Citation: Foliaki ST, Haigh CL (2023) Prion propagation and cellular dysfunction in prion disease: Disconnecting the dots. PLoS Pathog 19(10): e1011714. https://doi.org/10.1371/journal.ppat.1011714

Editor: Dan Jarosz, Stanford University, UNITED STATES

Published: October 26, 2023

This is an open access article, free of all copyright, and may be freely reproduced, distributed, transmitted, modified, built upon, or otherwise used by anyone for any lawful purpose. The work is made available under the Creative Commons CC0 public domain dedication.

Funding: This work was supported by the Intramural Research Program of the NIH (NIAID) (CLH). STF and CLH received salaries from NIAID. The funders had no role in study design, data collection and analysis, decision to publish, or preparation of the manuscript.

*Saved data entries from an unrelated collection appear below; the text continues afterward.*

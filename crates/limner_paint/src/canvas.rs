//! Canvas - a tiny-skia backed DrawContext
//!
//! A `Canvas` borrows a `RasterImage` for its lifetime and paints directly
//! into its premultiplied pixels. Dropping the canvas ends painting.

use limner_core::{Affine2D, Color, DrawContext, IntRect, Point, RasterImage, Rect};
use smallvec::SmallVec;
use tiny_skia::{
    FillRule, FilterQuality, Mask, Paint, PathBuilder, PixmapMut, PixmapPaint, PixmapRef,
};
use tracing::{trace, warn};

use crate::convert::{to_skia_color, to_skia_rect, to_skia_transform};

/// Painting state saved and restored by `save`/`restore`
#[derive(Clone)]
struct CanvasState {
    transform: Affine2D,
    antialiasing: bool,
    clip: Option<Mask>,
}

impl Default for CanvasState {
    fn default() -> Self {
        Self {
            transform: Affine2D::IDENTITY,
            antialiasing: false,
            clip: None,
        }
    }
}

/// A painting surface bound to a `RasterImage`
pub struct Canvas<'a> {
    pixmap: PixmapMut<'a>,
    viewport: IntRect,
    state: CanvasState,
    stack: SmallVec<[CanvasState; 4]>,
}

impl<'a> Canvas<'a> {
    /// Open a canvas on `image`
    ///
    /// Returns `None` for a zero-sized image, which has nothing to paint on.
    pub fn new(image: &'a mut RasterImage) -> Option<Self> {
        let size = image.size();
        let pixmap = PixmapMut::from_bytes(image.data_mut(), size.width, size.height)?;

        Some(Self {
            pixmap,
            viewport: IntRect::from_size(size),
            state: CanvasState::default(),
            stack: SmallVec::new(),
        })
    }

    /// Fill the whole image, ignoring transform and clip
    pub fn clear(&mut self, color: Color) {
        let c = to_skia_color(&color).premultiply().to_color_u8();
        let rgba = [c.red(), c.green(), c.blue(), c.alpha()];
        for px in self.pixmap.data_mut().chunks_exact_mut(4) {
            px.copy_from_slice(&rgba);
        }
    }

    /// Fill a rectangle with a solid color in current user space
    pub fn fill_rect(&mut self, rect: Rect, color: Color) {
        let Some(rect) = to_skia_rect(&rect) else {
            return;
        };

        let mut paint = Paint::default();
        paint.set_color(to_skia_color(&color));
        paint.anti_alias = self.state.antialiasing;

        self.pixmap.fill_rect(
            rect,
            &paint,
            to_skia_transform(&self.state.transform),
            self.state.clip.as_ref(),
        );
    }
}

impl DrawContext for Canvas<'_> {
    fn save(&mut self) {
        self.stack.push(self.state.clone());
    }

    fn restore(&mut self) {
        match self.stack.pop() {
            Some(state) => self.state = state,
            None => warn!("Canvas::restore called without a matching save"),
        }
    }

    fn set_antialiasing(&mut self, enabled: bool) {
        self.state.antialiasing = enabled;
    }

    fn antialiasing(&self) -> bool {
        self.state.antialiasing
    }

    fn viewport(&self) -> IntRect {
        self.viewport
    }

    fn current_transform(&self) -> Affine2D {
        self.state.transform
    }

    fn concat_transform(&mut self, transform: Affine2D) {
        self.state.transform = self.state.transform.then(&transform);
    }

    fn clip_rect(&mut self, rect: Rect) {
        let ts = to_skia_transform(&self.state.transform);
        let path = to_skia_rect(&rect).map(PathBuilder::from_rect);
        let aa = self.state.antialiasing;

        if self.state.clip.is_none() {
            let Some(mut mask) = Mask::new(self.pixmap.width(), self.pixmap.height()) else {
                return;
            };
            mask.data_mut().fill(255);
            self.state.clip = Some(mask);
        }

        if let Some(mask) = self.state.clip.as_mut() {
            match path {
                Some(path) => mask.intersect_path(&path, FillRule::Winding, aa, ts),
                // Clipping to an empty rect hides everything.
                None => mask.data_mut().fill(0),
            }
        }
    }

    fn draw_image(&mut self, image: &RasterImage, origin: Point) {
        let Some(src) = PixmapRef::from_bytes(image.data(), image.width(), image.height()) else {
            return;
        };

        trace!(
            "compositing {}x{} raster at ({}, {})",
            image.width(),
            image.height(),
            origin.x,
            origin.y
        );

        let quality = if self.state.antialiasing {
            FilterQuality::Bilinear
        } else {
            FilterQuality::Nearest
        };
        let paint = PixmapPaint {
            quality,
            ..PixmapPaint::default()
        };
        let ts = to_skia_transform(&self.state.transform).pre_translate(origin.x, origin.y);

        self.pixmap
            .draw_pixmap(0, 0, src, &paint, ts, self.state.clip.as_ref());
    }
}

#[cfg(test)]
mod tests {
    use super::*;
    use limner_core::{DrawContextExt, IntSize};

    const RED: [u8; 4] = [255, 0, 0, 255];

    #[test]
    fn test_zero_size_image_has_no_canvas() {
        let mut img = RasterImage::new(IntSize::ZERO);
        assert!(Canvas::new(&mut img).is_none());
    }

    #[test]
    fn test_viewport_defaults_to_image() {
        let mut img = RasterImage::new(IntSize::new(40, 30));
        let canvas = Canvas::new(&mut img).unwrap();
        assert_eq!(canvas.viewport(), IntRect::new(0, 0, 40, 30));
    }

    #[test]
    fn test_fill_rect_respects_transform() {
        let mut img = RasterImage::new(IntSize::new(10, 10));
        {
            let mut canvas = Canvas::new(&mut img).unwrap();
            canvas.translate(5.0, 0.0);
            canvas.fill_rect(Rect::new(0.0, 0.0, 5.0, 10.0), Color::rgb(1.0, 0.0, 0.0));
        }

        assert_eq!(img.pixel(2, 5), Some([0, 0, 0, 0]));
        assert_eq!(img.pixel(7, 5), Some(RED));
    }

    #[test]
    fn test_restore_drops_clip() {
        let mut img = RasterImage::new(IntSize::new(10, 10));
        {
            let mut canvas = Canvas::new(&mut img).unwrap();
            canvas.with_saved_state(|c| {
                c.clip_rect(Rect::new(0.0, 0.0, 5.0, 10.0));
                c.fill_rect(Rect::new(0.0, 0.0, 10.0, 10.0), Color::rgb(1.0, 0.0, 0.0));
            });
            assert_eq!(canvas.stack.len(), 0);
        }

        assert_eq!(img.pixel(2, 2), Some(RED));
        assert_eq!(img.pixel(8, 2), Some([0, 0, 0, 0]));
    }

    #[test]
    fn test_empty_clip_hides_drawing() {
        let mut img = RasterImage::new(IntSize::new(4, 4));
        {
            let mut canvas = Canvas::new(&mut img).unwrap();
            canvas.clip_rect(Rect::new(1.0, 1.0, 0.0, 2.0));
            canvas.fill_rect(Rect::new(0.0, 0.0, 4.0, 4.0), Color::rgb(1.0, 0.0, 0.0));
        }
        assert!(img.is_transparent());
    }

    #[test]
    fn test_draw_image_composites_at_origin() {
        let mut src = RasterImage::new(IntSize::new(2, 2));
        src.fill(RED);

        let mut img = RasterImage::new(IntSize::new(6, 6));
        {
            let mut canvas = Canvas::new(&mut img).unwrap();
            canvas.draw_image(&src, Point::new(3.0, 3.0));
        }

        assert_eq!(img.pixel(3, 3), Some(RED));
        assert_eq!(img.pixel(4, 4), Some(RED));
        assert_eq!(img.pixel(1, 1), Some([0, 0, 0, 0]));
    }

    #[test]
    fn test_clear_premultiplies() {
        let mut img = RasterImage::new(IntSize::new(2, 2));
        {
            let mut canvas = Canvas::new(&mut img).unwrap();
            canvas.clear(Color::rgba(1.0, 1.0, 1.0, 0.0));
        }
        assert!(img.is_transparent());
    }

    #[test]
    fn test_unbalanced_restore_keeps_state() {
        let mut img = RasterImage::new(IntSize::new(4, 4));
        let mut canvas = Canvas::new(&mut img).unwrap();
        canvas.set_antialiasing(true);
        canvas.restore();
        assert!(canvas.antialiasing());
    }
}
//! Per-renderer document state

use limner_core::Rect;

use crate::handle::DocumentHandle;
use crate::options::RenderOptions;

/// Everything a renderer knows about its current document
///
/// `options` is re-derived from the engine defaults on every reset, so a
/// reload never inherits the previous document's path or languages.
#[derive(Debug)]
pub(crate) struct Document<T> {
    pub handle: DocumentHandle<T>,
    pub options: RenderOptions,
    pub scale_factor: f32,
    pub view_box: Rect,
    pub error: Option<String>,
}

impl<T> Document<T> {
    pub fn new(defaults: RenderOptions) -> Self {
        let mut document = Self {
            handle: DocumentHandle::empty(),
            options: defaults,
            scale_factor: 1.0,
            view_box: Rect::ZERO,
            error: None,
        };
        document.init();
        document
    }

    /// Release the document and start over from `defaults`
    pub fn reset(&mut self, defaults: RenderOptions) {
        self.clear();
        self.options = defaults;
        self.init();
    }

    fn init(&mut self) {
        let options = std::mem::take(&mut self.options);
        self.options = options.initialize(self.scale_factor);
    }

    fn clear(&mut self) {
        self.handle.release();
        self.options.path = None;
        self.options.languages.clear();
        self.view_box = Rect::ZERO;
        self.error = None;
    }
}

impl<T> Drop for Document<T> {
    fn drop(&mut self) {
        self.clear();
    }
}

Competing interests: The authors declare no competing interests.

Introduction

Prion diseases are rare and incurable neurodegenerative diseases caused by misfolding of prion protein (PrP) into abnormal disease-associated isoforms (PrPD), which accumulate into insoluble aggregates. In humans, PrPD are formed by sporadic events, genetic mutations within the PRNP gene that encodes PrP, or exposure to exogenous PrPD. The clinical disease includes a spectrum of neurological phenotypes ranging from cognitive impairment to severe ataxia. The detection of PrPD in the central nervous system (CNS) distinguishes prion disease from other clinically related disorders. Due to the broad range of symptoms and rapid progression, diagnosis often happens late in the disease or at death, thus increasing the correlation between PrPD detection and clinical disease. A similar correlation is observed in animal models of prion disease where increased PrPD are detected as disease progresses [1]. In these models, the increasing detection of PrPD is linked to neuronal cytoskeletal breakdown and loss, suggesting that PrPD are directly responsible for neurodegeneration. This has led to numerous mouse studies demonstrating that PrPD are neurotoxic in that they directly cause dendritic spine pruning and synaptic loss that disrupt neuronal network communication [2,3]. However, these neurotoxic phenotypes are only significantly evident in clinical disease, whereas the detection of transmissible PrPD is possible in asymptomatic mice [1]. This has led to the two-phase hypothesis proposing that there is an exponential propagation of transmissible PrPD earlier in the disease, followed by a sudden production of neurotoxic PrPD at late-stage disease, correlating with the detection of neurotoxic phenotypes and clinical onset [1]. While this theory reveals how PrPD evolve during disease, it does not consider the contribution of cellular and molecular homeostasis to disease pathogenesis.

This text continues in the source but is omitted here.